A clean agent suppressant system typically consists of the agent, the container it is stored in, agent release valves, fire detectors, fire detection system (wiring control panel, actuation signalling) and the means to convey the agent to the fire – the piping and dispersion nozzles. Also possible, although less common, is delivering the agent using a solid propellant gas generator that produces either inert or chemically active gas.
Clean agent fire suppressants may be effective in fighting the following European fire classifications:
- Class A: Combustible materials (wood, paper, fabric, most kinds of refuse);
- Class B: Flammable liquids;
- Class C: Flammable gases.
Clean agent fire suppressants can also come in traditional hand-held portable cylinder fire extinguishers, with an activation trigger and nozzle. Or, they may be ceiling-mounted circular discs of 4-10kg capacities with automatic fire detection and activation. Being ceiling mounted they are designed to have a better reach than normal fire extinguishers and are useful in areas where the chances of early fire detection are low. This includes areas where there is little human traffic flow e.g in factories with large storage areas, server rooms and areas such as high chemical stacks that are beyond the range of normal fire extinguishers. A downside is that the red ‘bulb-shaped’ containers can look unsightly although this may not be considered problematic in an industrial setting.
[edit] Halon
In the past, many systems used halon as the base extinguishing agent, considered then as being an ‘environment friendly’ fire extinguishing chemical which produced a halogenated effect. In particular, a variant called HCFC 123 used in some systems was introduced in the 1990s to replace ozone-depleting agents such as Halon 1211 and BCFs.
HCFC 123 was at one time regarded as one of the ‘cleanest’ and ‘most powerful’ extinguishing agents available.
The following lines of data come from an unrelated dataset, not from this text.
// Copyright © 2019 Intel Corporation
//
// SPDX-License-Identifier: Apache-2.0 OR BSD-3-Clause
//

//! Live processor telemetry
//!
//! Temperatures, energy, power limits, voltages and clock multipliers read
//! from model specific registers, PCI configuration space and the AMD SMU
//! power management table. Every accessor returns `None` when the hardware
//! does not expose the metric; absence is expected and never an error.
//!

#[macro_use]
extern crate log;

mod amd;
mod centaur;
pub mod clock;
mod context;
mod intel;
pub mod msr_definitions;
mod reader;
pub mod sampling;
mod snapshot;

use std::fmt;

use serde::Serialize;

pub use clock::{measure_cpu_clock, Rdtsc, TimestampCounter};
pub use msr_definitions::{FieldDump, RegisterDump};
pub use reader::{TelemetryConfig, TelemetryReader};
pub use sampling::{busy_wait, measure_rate, Clock, MonotonicClock};
pub use snapshot::TelemetrySnapshot;

/// Integer sentinel used by consumers that cannot represent an absent value.
pub const INVALID_VALUE: i32 = 0x3fff_ffff;

/// A metric that may be unavailable on this machine.
#[derive(Clone, Copy, Debug, Default, PartialEq, Serialize)]
#[serde(transparent)]
pub struct Reading(Option<f64>);

impl Reading {
    pub const UNAVAILABLE: Reading = Reading(None);

    pub fn get(&self) -> Option<f64> {
        self.0
    }

    pub fn is_available(&self) -> bool {
        self.0.is_some()
    }

    /// The value multiplied by `scale` and truncated, or [`INVALID_VALUE`].
    pub fn legacy(&self, scale: f64) -> i32 {
        match self.0 {
            Some(v) if v.is_finite() => (v * scale) as i32,
            _ => INVALID_VALUE,
        }
    }
}

impl From<Option<f64>> for Reading {
    fn from(value: Option<f64>) -> Self {
        Reading(value)
    }
}

impl From<Option<u32>> for Reading {
    fn from(value: Option<u32>) -> Self {
        Reading(value.map(f64::from))
    }
}

impl fmt::Display for Reading {
    fn fmt(&self, f: &mut fmt::Formatter) -> fmt::Result {
        match self.0 {
            Some(v) => write!(f, "{v:.2}"),
            None => write!(f, "unavailable"),
        }
    }
}
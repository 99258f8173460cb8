// Copyright © 2019 Intel Corporation
//
// SPDX-License-Identifier: Apache-2.0 OR BSD-3-Clause
//

use serde::Serialize;

use crate::features::CpuFeatures;
use crate::raw::{CpuidReg, RawProcessorSample};
use crate::vendor::Vendor;

#[derive(Clone, Copy, Debug, PartialEq, Eq, Serialize)]
pub enum Hypervisor {
    /// Running on bare metal
    None,
    /// Virtualized, but the signature is not known (or the vendor cannot tell)
    Unknown,
    Acrn,
    Bhyve,
    HyperV,
    Kvm,
    Parallels,
    Qemu,
    Qnx,
    VirtualBox,
    VMware,
    Xen,
}

/// Leaf 0x40000000 signatures (EBX, ECX, EDX).
const HYPERVISOR_SIGNATURES: [(&[u8; 12], Hypervisor); 12] = [
    (b"ACRNACRNACRN", Hypervisor::Acrn),
    (b"bhyve bhyve\0", Hypervisor::Bhyve),
    (b"Microsoft Hv", Hypervisor::HyperV),
    (b"KVMKVMKVM\0\0\0", Hypervisor::Kvm),
    (b"Linux KVM Hv", Hypervisor::Kvm),
    (b"prl hyperv\0\0", Hypervisor::Parallels),
    (b"lrpepyh vr\0\0", Hypervisor::Parallels),
    (b"TCGTCGTCGTCG", Hypervisor::Qemu),
    (b"QNXQVMBSQG\0\0", Hypervisor::Qnx),
    (b"VBoxVBoxVBox", Hypervisor::VirtualBox),
    (b"VMwareVMware", Hypervisor::VMware),
    (b"XenVMMXenVMM", Hypervisor::Xen),
];

/// Bytes up to the first NUL.
fn c_str(bytes: &[u8]) -> &[u8] {
    let end = bytes.iter().position(|b| *b == 0).unwrap_or(bytes.len());
    &bytes[..end]
}

/// Only Intel and AMD define the hypervisor-present bit, every other vendor
/// yields [`Hypervisor::Unknown`].
pub(crate) fn detect_hypervisor(
    raw: &RawProcessorSample,
    vendor: Vendor,
    features: CpuFeatures,
) -> Hypervisor {
    if !matches!(vendor, Vendor::Intel | Vendor::Amd) {
        return Hypervisor::Unknown;
    }
    if !features.contains(CpuFeatures::HYPERVISOR) {
        return Hypervisor::None;
    }

    let signature = raw
        .hypervisor
        .signature([CpuidReg::EBX, CpuidReg::ECX, CpuidReg::EDX]);
    let signature = c_str(&signature);
    HYPERVISOR_SIGNATURES
        .iter()
        .find(|(sig, _)| c_str(&sig[..]) == signature)
        .map(|(_, hv)| *hv)
        .unwrap_or(Hypervisor::Unknown)
}

#[cfg(test)]
mod tests {
    use super::*;
    use crate::raw::SampleBuilder;

    #[test]
    fn known_signatures() {
        for (sig, expected) in HYPERVISOR_SIGNATURES {
            let raw = SampleBuilder::new().hypervisor(sig).build();
            assert_eq!(detect_hypervisor(&raw, Vendor::Intel, CpuFeatures::HYPERVISOR), expected);
        }
    }

    #[test]
    fn bit_and_vendor_gate_detection() {
        let raw = SampleBuilder::new().hypervisor(b"KVMKVMKVM\0\0\0").build();
        assert_eq!(detect_hypervisor(&raw, Vendor::Amd, CpuFeatures::empty()), Hypervisor::None);
        assert_eq!(
            detect_hypervisor(&raw, Vendor::Centaur, CpuFeatures::HYPERVISOR),
            Hypervisor::Unknown
        );

        let raw = SampleBuilder::new().hypervisor(b"NotAHypervsr").build();
        assert_eq!(
            detect_hypervisor(&raw, Vendor::Amd, CpuFeatures::HYPERVISOR),
            Hypervisor::Unknown
        );
    }

    #[test]
    fn comparison_stops_at_nul() {
        // Trailing garbage after the terminator does not matter.
        let raw = SampleBuilder::new().hypervisor(b"KVMKVMKVM\0xy").build();
        assert_eq!(
            detect_hypervisor(&raw, Vendor::Intel, CpuFeatures::HYPERVISOR),
            Hypervisor::Kvm
        );
    }
}
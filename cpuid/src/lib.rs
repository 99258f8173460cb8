// Copyright © 2019 Intel Corporation
//
// SPDX-License-Identifier: Apache-2.0 OR BSD-3-Clause
//

//! x86 processor identification
//!
//! Captures raw CPUID dumps per logical processor, decodes them into a
//! [`ProcessorIdentity`], resolves a microarchitecture codename and groups
//! the logical processors of the system by purpose.
//!

#[macro_use]
extern crate log;

pub mod affinity;
mod cache;
pub mod codename;
mod decode;
mod features;
mod hypervisor;
pub mod raw;
pub mod topology;
mod vendor;

use std::io;

pub use affinity::AffinityMask;
pub use cache::{CacheInfo, CacheLevel, Caches};
pub use codename::{Classification, MatchPolicy};
pub use decode::{decode, identify, Architecture, ProcessorIdentity};
pub use features::CpuFeatures;
pub use hypervisor::Hypervisor;
pub use raw::{acquire_sample, CpuidLeaf, CpuidReg, RawProcessorSample, SampleBuilder};
pub use topology::{build_topology, CpuPurpose, SystemTopology};
pub use vendor::Vendor;
use thiserror::Error;

#[derive(Error, Debug)]
///
///
pub enum Error {
    ///
    /// The CPUID instruction is not available
    ///
    #[error("CPUID instruction is not supported")]
    UnsupportedInstruction,
    ///
    /// The logical processor is outside the allowed affinity set
    ///
    #[error("Logical CPU {0} is not available for affinity pinning")]
    AffinityUnavailable(usize),
    ///
    /// The vendor signature matches no known vendor
    ///
    #[error("Unknown CPU vendor signature {0:?}")]
    UnknownVendor(String),
    ///
    /// Not even the first logical processor could be sampled
    ///
    #[error("No processor could be identified")]
    NoProcessor,
    ///
    /// The operating system did not report a processor count
    ///
    #[error("Failed to query the number of processors: {0}")]
    ProcessorCount(#[source] io::Error),
    ///
    /// Reading or changing the thread affinity failed
    ///
    #[error("Failed to change thread affinity: {0}")]
    Affinity(#[source] io::Error),
}

///
/// Result type for returning from a function
///
pub type Result<T> = std::result::Result<T, Error>;

/// Extracts bits `hi..=lo` of a CPUID register.
pub(crate) fn bits(value: u32, hi: u32, lo: u32) -> u32 {
    let width = hi - lo + 1;
    if width >= 32 {
        value
    } else {
        (value >> lo) & ((1u32 << width) - 1)
    }
}
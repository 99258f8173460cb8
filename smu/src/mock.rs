// Copyright © 2019 Intel Corporation
//
// SPDX-License-Identifier: Apache-2.0 OR BSD-3-Clause
//

//! A scripted SMU firmware behind the host bridge SMN window.
//!
//! Everything other than host bridge dword 0 and the SMN index/data pair is
//! forwarded to a [`MockAccess`], so MSR based telemetry can be tested
//! against the same handle.

use std::collections::HashMap;
use std::sync::Mutex;

use hwaccess::mock::MockAccess;
use hwaccess::{HardwareAccess, PciAddress, Result};

use crate::codename::{SmuCodename, TableBaseCommand};
use crate::mailbox::{Args, MailboxKind, MailboxLayout, MAX_ARGS, SMN_DATA_REG, SMN_INDEX_REG};
use crate::STATUS_OK;

/// Host bridge id reported unless overridden: AMD Zen root complex.
pub const DEFAULT_PCI_ID: u32 = 0x1450_1022;

const STATUS_UNKNOWN_CMD: u32 = 0xfe;
const MAILBOXES: [MailboxKind; 3] = [MailboxKind::Rsmu, MailboxKind::Mp1, MailboxKind::Hsmp];

#[derive(Default)]
struct SimState {
    pci_id: u32,
    smn_index: u32,
    registers: HashMap<u32, u32>,
    /// Response register reads that still return zero.
    stalled_reads: u32,
    completion_delay: u32,
    smu_version: u32,
    table_base: u64,
    table_version: u32,
    table: Vec<u8>,
    rejections: HashMap<(MailboxKind, u32), u32>,
}

pub struct SmuSimulator {
    inner: MockAccess,
    codename: SmuCodename,
    layout: MailboxLayout,
    state: Mutex<SimState>,
}

impl SmuSimulator {
    /// Firmware for `codename` with every response register idle and OK.
    ///
    /// Panics if the codename has no mailbox layout.
    pub fn new(codename: SmuCodename) -> Self {
        let layout = codename.mailbox_layout().unwrap();
        let mut state = SimState {
            pci_id: DEFAULT_PCI_ID,
            ..Default::default()
        };
        for kind in MAILBOXES {
            let addrs = layout.addresses(kind);
            if addrs.is_present() {
                state.registers.insert(addrs.rsp, STATUS_OK);
            }
        }
        SmuSimulator {
            inner: MockAccess::new(),
            codename,
            layout,
            state: Mutex::new(state),
        }
    }

    fn with_state(self, f: impl FnOnce(&mut SimState)) -> Self {
        f(&mut self.state.lock().unwrap());
        self
    }

    /// Forwards non-SMU traffic to `inner`.
    pub fn with_access(mut self, inner: MockAccess) -> Self {
        self.inner = inner;
        self
    }

    pub fn with_pci_id(self, pci_id: u32) -> Self {
        self.with_state(|s| s.pci_id = pci_id)
    }

    pub fn with_smu_version(self, version: u32) -> Self {
        self.with_state(|s| s.smu_version = version)
    }

    /// Table published at `base` on every transfer command.
    pub fn with_pm_table(self, base: u64, version: u32, bytes: &[u8]) -> Self {
        self.with_state(|s| {
            s.table_base = base;
            s.table_version = version;
            s.table = bytes.to_vec();
        })
    }

    /// Replaces the table contents the next transfer publishes.
    pub fn set_pm_table(&self, bytes: &[u8]) {
        self.state.lock().unwrap().table = bytes.to_vec();
    }

    /// The next `reads` response register reads return zero.
    pub fn stall(&self, reads: u32) {
        self.state.lock().unwrap().stalled_reads = reads;
    }

    /// Response register reads that return zero after each command.
    pub fn set_completion_delay(&self, reads: u32) {
        self.state.lock().unwrap().completion_delay = reads;
    }

    /// Answers `function` on `kind` with `status` instead of running it.
    pub fn reject(&self, kind: MailboxKind, function: u32, status: u32) {
        self.state
            .lock()
            .unwrap()
            .rejections
            .insert((kind, function), status);
    }

    pub fn inner(&self) -> &MockAccess {
        &self.inner
    }

    fn is_response(&self, address: u32) -> bool {
        MAILBOXES.iter().any(|kind| {
            let addrs = self.layout.addresses(*kind);
            addrs.is_present() && addrs.rsp == address
        })
    }

    fn smn_read(&self, s: &mut SimState, address: u32) -> u32 {
        if s.stalled_reads > 0 && self.is_response(address) {
            s.stalled_reads -= 1;
            return 0;
        }
        s.registers.get(&address).copied().unwrap_or(0)
    }

    fn smn_write(&self, s: &mut SimState, address: u32, value: u32) {
        s.registers.insert(address, value);
        if let Some(kind) = MAILBOXES.iter().copied().find(|kind| {
            let addrs = self.layout.addresses(*kind);
            addrs.is_present() && addrs.cmd == address
        }) {
            self.execute(s, kind, value);
        }
    }

    fn execute(&self, s: &mut SimState, kind: MailboxKind, function: u32) {
        let addrs = *self.layout.addresses(kind);
        let mut args: Args = [0; MAX_ARGS];
        for (i, arg) in args.iter_mut().enumerate() {
            *arg = s.registers.get(&addrs.arg(i)).copied().unwrap_or(0);
        }

        let status = match s.rejections.get(&(kind, function)).copied() {
            Some(status) => status,
            None => self.run(s, kind, function, &mut args),
        };

        for (i, arg) in args.iter().enumerate() {
            s.registers.insert(addrs.arg(i), *arg);
        }
        s.registers.insert(addrs.rsp, status);
        s.stalled_reads = s.completion_delay;
    }

    fn run(&self, s: &mut SimState, kind: MailboxKind, function: u32, args: &mut Args) -> u32 {
        match kind {
            MailboxKind::Mp1 if function == 0x02 => {
                args[0] = s.smu_version;
                STATUS_OK
            }
            MailboxKind::Rsmu => self.run_rsmu(s, function, args),
            _ => STATUS_UNKNOWN_CMD,
        }
    }

    // Some platforms reuse one function id for several requests, so every
    // matching effect is applied.
    fn run_rsmu(&self, s: &mut SimState, function: u32, args: &mut Args) -> u32 {
        let low = s.table_base as u32;
        let high = (s.table_base >> 32) as u32;
        let mut known = false;

        if self.codename.transfer_command().map(|(f, _)| f) == Some(function) {
            known = true;
            if s.table_base != 0 && !s.table.is_empty() {
                self.inner.set_memory(s.table_base, &s.table);
            }
        }

        match self.codename.table_base_command() {
            Some(TableBaseCommand::Single(f)) if f == function && args[0] == 1 && args[1] == 1 => {
                known = true;
                args[0] = low;
                args[1] = high;
            }
            Some(TableBaseCommand::Pair(first, second))
                if first == function || second == function =>
            {
                known = true;
                if second == function {
                    args[0] = low;
                }
            }
            Some(TableBaseCommand::Split(a, b, c)) if [a, b, c].contains(&function) => {
                known = true;
                if c == function {
                    match args[0] {
                        3 => args[0] = low,
                        5 => args[0] = high,
                        _ => {}
                    }
                }
            }
            _ => {}
        }

        if self.codename.table_version_command() == Some(function) {
            known = true;
            args[0] = s.table_version;
        }

        if known {
            STATUS_OK
        } else {
            STATUS_UNKNOWN_CMD
        }
    }
}

impl HardwareAccess for SmuSimulator {
    fn read_msr(&self, cpu: u32, index: u32) -> Result<u64> {
        self.inner.read_msr(cpu, index)
    }

    fn write_msr(&self, cpu: u32, index: u32, value: u64) -> Result<()> {
        self.inner.write_msr(cpu, index, value)
    }

    fn read_pci_config32(&self, addr: PciAddress, offset: u16) -> Result<u32> {
        if addr == PciAddress::HOST_BRIDGE {
            let mut s = self.state.lock().unwrap();
            match offset {
                0 => return Ok(s.pci_id),
                SMN_DATA_REG => {
                    let index = s.smn_index;
                    return Ok(self.smn_read(&mut s, index));
                }
                _ => {}
            }
        }
        self.inner.read_pci_config32(addr, offset)
    }

    fn write_pci_config32(&self, addr: PciAddress, offset: u16, value: u32) -> Result<()> {
        if addr == PciAddress::HOST_BRIDGE {
            let mut s = self.state.lock().unwrap();
            match offset {
                SMN_INDEX_REG => {
                    s.smn_index = value;
                    return Ok(());
                }
                SMN_DATA_REG => {
                    let index = s.smn_index;
                    self.smn_write(&mut s, index, value);
                    return Ok(());
                }
                _ => {}
            }
        }
        self.inner.write_pci_config32(addr, offset, value)
    }

    fn find_pci_device(&self, vendor: u16, device: u16, index: u32) -> Result<PciAddress> {
        self.inner.find_pci_device(vendor, device, index)
    }

    fn read_physical_memory(&self, addr: u64, buf: &mut [u8]) -> Result<usize> {
        self.inner.read_physical_memory(addr, buf)
    }
}
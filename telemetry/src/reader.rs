// Copyright © 2019 Intel Corporation
//
// SPDX-License-Identifier: Apache-2.0 OR BSD-3-Clause
//

use std::cell::Cell;
use std::sync::Arc;
use std::time::Duration;

use cpuid::{ProcessorIdentity, Vendor};
use hwaccess::HardwareAccess;
use smu::SmuConfig;

use crate::amd::Amd;
use crate::centaur::Centaur;
use crate::clock::{Rdtsc, TimestampCounter};
use crate::context::{MsrContext, VendorMsr};
use crate::intel::Intel;
use crate::msr_definitions::{self, RegisterDump};
use crate::sampling::{measure_rate, rate, Clock, MonotonicClock};
use crate::snapshot::TelemetrySnapshot;

#[derive(Clone, Copy, Debug, PartialEq, Eq)]
pub struct TelemetryConfig {
    /// Busy wait between the two counter reads of a power measurement.
    pub sample_interval: Duration,
    /// Window of the core clock measurement.
    pub clock_window: Duration,
    pub quad_check: bool,
    pub smu: SmuConfig,
}

impl Default for TelemetryConfig {
    fn default() -> Self {
        TelemetryConfig {
            sample_interval: Duration::from_millis(10),
            clock_window: Duration::from_millis(250),
            quad_check: true,
            smu: SmuConfig::default(),
        }
    }
}

fn vendor_reader(vendor: Vendor) -> Option<Box<dyn VendorMsr>> {
    match vendor {
        Vendor::Intel => Some(Box::new(Intel)),
        Vendor::Amd | Vendor::Hygon => Some(Box::new(Amd)),
        Vendor::Centaur | Vendor::Via | Vendor::Zhaoxin => Some(Box::new(Centaur)),
        _ => None,
    }
}

/// Telemetry of one logical processor.
pub struct TelemetryReader {
    ctx: MsrContext,
    vendor: Box<dyn VendorMsr>,
    min_multiplier: Cell<Option<f64>>,
    max_multiplier: Cell<Option<f64>>,
    power_limit_1: Cell<Option<f64>>,
    power_limit_2: Cell<Option<f64>>,
    microcode: Cell<Option<u32>>,
    last_energy: Option<(f64, u64)>,
}

/// Returns the cached value, or reads it and caches a successful result.
fn memoized<T: Copy>(cell: &Cell<Option<T>>, read: impl FnOnce() -> Option<T>) -> Option<T> {
    if let Some(v) = cell.get() {
        return Some(v);
    }
    let v = read()?;
    cell.set(Some(v));
    Some(v)
}

impl TelemetryReader {
    /// Reader for the processor `id`, on its first logical CPU.
    ///
    /// Returns `None` for vendors without register knowledge.
    pub fn new(
        hw: Arc<dyn HardwareAccess>,
        id: &ProcessorIdentity,
        config: TelemetryConfig,
    ) -> Option<Self> {
        Self::with_time_sources(hw, id, config, Arc::new(MonotonicClock::new()), Arc::new(Rdtsc))
    }

    pub fn with_time_sources(
        hw: Arc<dyn HardwareAccess>,
        id: &ProcessorIdentity,
        config: TelemetryConfig,
        clock: Arc<dyn Clock>,
        tsc: Arc<dyn TimestampCounter>,
    ) -> Option<Self> {
        let vendor = match vendor_reader(id.vendor) {
            Some(v) => v,
            None => {
                debug!("No telemetry support for vendor {:?}", id.vendor);
                return None;
            }
        };
        Some(TelemetryReader {
            ctx: MsrContext::new(hw, id.clone(), config, clock, tsc),
            vendor,
            min_multiplier: Cell::new(None),
            max_multiplier: Cell::new(None),
            power_limit_1: Cell::new(None),
            power_limit_2: Cell::new(None),
            microcode: Cell::new(None),
            last_energy: None,
        })
    }

    /// Reads registers on logical CPU `cpu` instead of the first CPU of the cluster.
    pub fn on_cpu(mut self, cpu: u32) -> Self {
        self.ctx.cpu = cpu;
        self
    }

    /// Uses a known core clock instead of measuring it.
    pub fn with_cpu_clock(mut self, mhz: u32) -> Self {
        self.ctx.preset_cpu_clock(mhz);
        self
    }

    pub fn identity(&self) -> &ProcessorIdentity {
        &self.ctx.id
    }

    pub fn cpu(&self) -> u32 {
        self.ctx.cpu
    }

    pub fn label(&self) -> String {
        self.ctx.id.label()
    }

    /// Core temperature in °C.
    pub fn temperature(&self) -> Option<f64> {
        self.vendor.temperature(&self.ctx)
    }

    pub fn package_temperature(&self) -> Option<f64> {
        self.vendor.package_temperature(&self.ctx)
    }

    /// Package energy counter in joules.
    pub fn package_energy(&self) -> Option<f64> {
        self.vendor.package_energy(&self.ctx)
    }

    /// Package power in watts over one sampling interval.
    pub fn package_power_draw(&self) -> Option<f64> {
        measure_rate(&*self.ctx.clock, self.ctx.config.sample_interval, || {
            self.vendor.package_energy(&self.ctx)
        })
    }

    /// Package power in watts since the previous call.
    pub fn package_power_since_last(&mut self) -> Option<f64> {
        let energy = self.package_energy()?;
        let now = self.ctx.clock.now_us();
        let (previous, then) = self.last_energy.replace((energy, now))?;
        rate(previous, then, energy, now)
    }

    /// Sustained power limit in watts.
    pub fn power_limit_1(&self) -> Option<f64> {
        memoized(&self.power_limit_1, || self.vendor.power_limit_1(&self.ctx))
    }

    /// Short term power limit in watts.
    pub fn power_limit_2(&self) -> Option<f64> {
        memoized(&self.power_limit_2, || self.vendor.power_limit_2(&self.ctx))
    }

    /// Core voltage in volts.
    pub fn core_voltage(&self) -> Option<f64> {
        self.vendor.core_voltage(&self.ctx)
    }

    /// Bus clock in MHz.
    pub fn bus_clock(&self) -> Option<f64> {
        self.vendor.bus_clock(&self.ctx)
    }

    pub fn current_multiplier(&self) -> Option<f64> {
        self.vendor.current_multiplier(&self.ctx)
    }

    pub fn min_multiplier(&self) -> Option<f64> {
        memoized(&self.min_multiplier, || self.vendor.min_multiplier(&self.ctx))
    }

    pub fn max_multiplier(&self) -> Option<f64> {
        memoized(&self.max_multiplier, || self.vendor.max_multiplier(&self.ctx))
    }

    /// Integrated graphics energy counter in joules.
    pub fn igpu_energy(&self) -> Option<f64> {
        self.vendor.igpu_energy(&self.ctx)
    }

    pub fn igpu_temperature(&self) -> Option<f64> {
        self.vendor.igpu_temperature(&self.ctx)
    }

    pub fn core_temperature(&self, core: u32) -> Option<f64> {
        self.vendor.core_temperature(&self.ctx, core)
    }

    pub fn microcode_version(&self) -> Option<u32> {
        memoized(&self.microcode, || self.vendor.microcode_version(&self.ctx))
    }

    pub fn stapm_limit(&self) -> Option<f64> {
        self.ctx.smu_table_value(|s| s.stapm_limit())
    }

    pub fn stapm_value(&self) -> Option<f64> {
        self.ctx.smu_table_value(|s| s.stapm_value())
    }

    pub fn fast_value(&self) -> Option<f64> {
        self.ctx.smu_table_value(|s| s.fast_value())
    }

    pub fn slow_value(&self) -> Option<f64> {
        self.ctx.smu_table_value(|s| s.slow_value())
    }

    pub fn smu_version(&self) -> Option<u32> {
        self.ctx.with_smu(|s| Ok(s.smu_version()))
    }

    /// Every documented field of this vendor's registers.
    pub fn msr_dump(&self) -> Vec<RegisterDump> {
        msr_definitions::dump(&*self.ctx.hw, self.ctx.cpu, self.vendor.definitions())
    }

    /// Every metric at once. SMU-backed values all come from one table
    /// transfer.
    pub fn snapshot(&self) -> TelemetrySnapshot {
        self.ctx.with_held_table(|| TelemetrySnapshot::collect(self))
    }
}
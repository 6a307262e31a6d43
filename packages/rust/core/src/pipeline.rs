//! The annotate batch: index fetch → per-module read/patch/write.

use std::path::PathBuf;
use std::time::{Duration, Instant};

use scraper::Html;
use tracing::{info, instrument, warn};

use seqdoc_annotate::{build_annotation, patch_document};
use seqdoc_metadata::MetadataSource;
use seqdoc_shared::{AppConfig, ModuleAnnotation, Result, SeqDocError};

use crate::paths::module_doc_path;

/// Runtime configuration for one batch run.
#[derive(Debug, Clone)]
pub struct AnnotateConfig {
    /// Root of the generated documentation tree.
    pub doc_root: PathBuf,
    /// Catalogue base URL that tags are appended to.
    pub catalogue_base: String,
    /// Abort on the first per-module failure instead of collecting it.
    pub fail_fast: bool,
}

impl From<&AppConfig> for AnnotateConfig {
    fn from(config: &AppConfig) -> Self {
        Self {
            doc_root: PathBuf::from(&config.docs.root),
            catalogue_base: config.catalogue.base_url.clone(),
            fail_fast: config.batch.fail_fast,
        }
    }
}

/// A per-module failure recorded under the report-and-continue policy.
#[derive(Debug)]
pub struct ModuleFailure {
    /// Module whose document could not be annotated.
    pub module: String,
    /// Underlying cause.
    pub error: SeqDocError,
}

/// Outcome of a batch run.
#[derive(Debug)]
pub struct BatchResult {
    /// Modules whose documents were patched and written.
    pub patched: Vec<String>,
    /// Modules that failed (empty when `fail_fast` is set, since the first
    /// failure aborts the run instead).
    pub failures: Vec<ModuleFailure>,
    /// Total elapsed time.
    pub elapsed: Duration,
}

impl BatchResult {
    /// True when every module was annotated.
    pub fn is_success(&self) -> bool {
        self.failures.is_empty()
    }
}

/// Run the full batch.
///
/// The producer is invoked exactly once, up front; a producer failure aborts
/// before any file is touched. Per-module failures are logged and collected
/// (report-and-continue), or returned immediately when `fail_fast` is set.
/// Each module is one atomic read-parse-patch-serialize-write sequence.
#[instrument(skip_all, fields(doc_root = %config.doc_root.display()))]
pub fn run_batch(source: &dyn MetadataSource, config: &AnnotateConfig) -> Result<BatchResult> {
    let start = Instant::now();

    let index = source.fetch()?;
    info!(modules = index.len(), "annotation index fetched");

    let mut patched = Vec::new();
    let mut failures = Vec::new();

    for (module, annotation) in &index {
        match annotate_module(module, annotation, config) {
            Ok(path) => {
                info!(%module, path = %path.display(), "document annotated");
                patched.push(module.clone());
            }
            Err(error) if config.fail_fast => return Err(error),
            Err(error) => {
                warn!(%module, %error, "failed to annotate module, continuing");
                failures.push(ModuleFailure {
                    module: module.clone(),
                    error,
                });
            }
        }
    }

    let result = BatchResult {
        patched,
        failures,
        elapsed: start.elapsed(),
    };

    info!(
        patched = result.patched.len(),
        failed = result.failures.len(),
        elapsed_ms = result.elapsed.as_millis(),
        "batch complete"
    );

    Ok(result)
}

/// Annotate a single module's document in place.
///
/// Reads the whole file, patches the parse tree, and overwrites the file
/// with the serialized result. Nothing is written if any earlier step fails.
pub fn annotate_module(
    module: &str,
    annotation: &ModuleAnnotation,
    config: &AnnotateConfig,
) -> Result<PathBuf> {
    let path = module_doc_path(&config.doc_root, module);

    let html = std::fs::read_to_string(&path).map_err(|e| SeqDocError::read(&path, e))?;
    let mut doc = Html::parse_document(&html);

    let block = build_annotation(&mut doc.tree, &config.catalogue_base, annotation);
    patch_document(&mut doc, module, block)?;

    std::fs::write(&path, doc.html()).map_err(|e| SeqDocError::write(&path, e))?;
    Ok(path)
}
//! Batch orchestration: fetch the annotation index, then patch every
//! module's documentation page.

pub mod paths;
pub mod pipeline;

pub use paths::module_doc_path;
pub use pipeline::{AnnotateConfig, BatchResult, ModuleFailure, annotate_module, run_batch};
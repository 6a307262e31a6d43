//! Shared types, error model, and configuration for seqdoc.
//!
//! This crate is the foundation depended on by all other seqdoc crates.
//! It provides:
//! - [`SeqDocError`] — the unified error type
//! - Domain types ([`ModuleAnnotation`], [`AnnotationIndex`], [`TheoremRef`])
//! - Configuration ([`AppConfig`], config loading)

pub mod config;
pub mod error;
pub mod types;

// Re-export public API at crate root for ergonomic imports.
pub use config::{
    AppConfig, BatchConfig, CatalogueConfig, DocsConfig, ProducerConfig, init_config, load_config,
    load_config_from,
};
pub use error::{Result, SeqDocError};
pub use types::{AnnotationIndex, DeclMap, ModuleAnnotation, TheoremRef, TheoremSet};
According to Gov.UK. HCFC 123 (C2HF3Cl2 Dichlorotrifluoroethane) has an ozone-depleting potential of 0.02. This can be compared to say, HBFC-234 which has an ODP of 7.5. However, HCFC 123 was considered as having very few risks and a relatively small amount was needed to extinguish the fire.
[edit] Related articles on Designing Buildings Wiki
- Automatic fire sprinkler systems: A good practice guide.
- Costs of water automatic sprinkler systems.
- Design benefits of automatic sprinkler systems granted under approved document B.
- Drenchers.
- Fire detection and alarm system.
- Fire detector.
- Fire in buildings.
- Fire protection engineering.
- Fire retardant.
- Fire safety design.
- Sprinkler systems explained: A guide to sprinkler installation standards and rules.
- The cost efficiency of different combinations of fire protection measures.
- The impact of automatic sprinklers on building design.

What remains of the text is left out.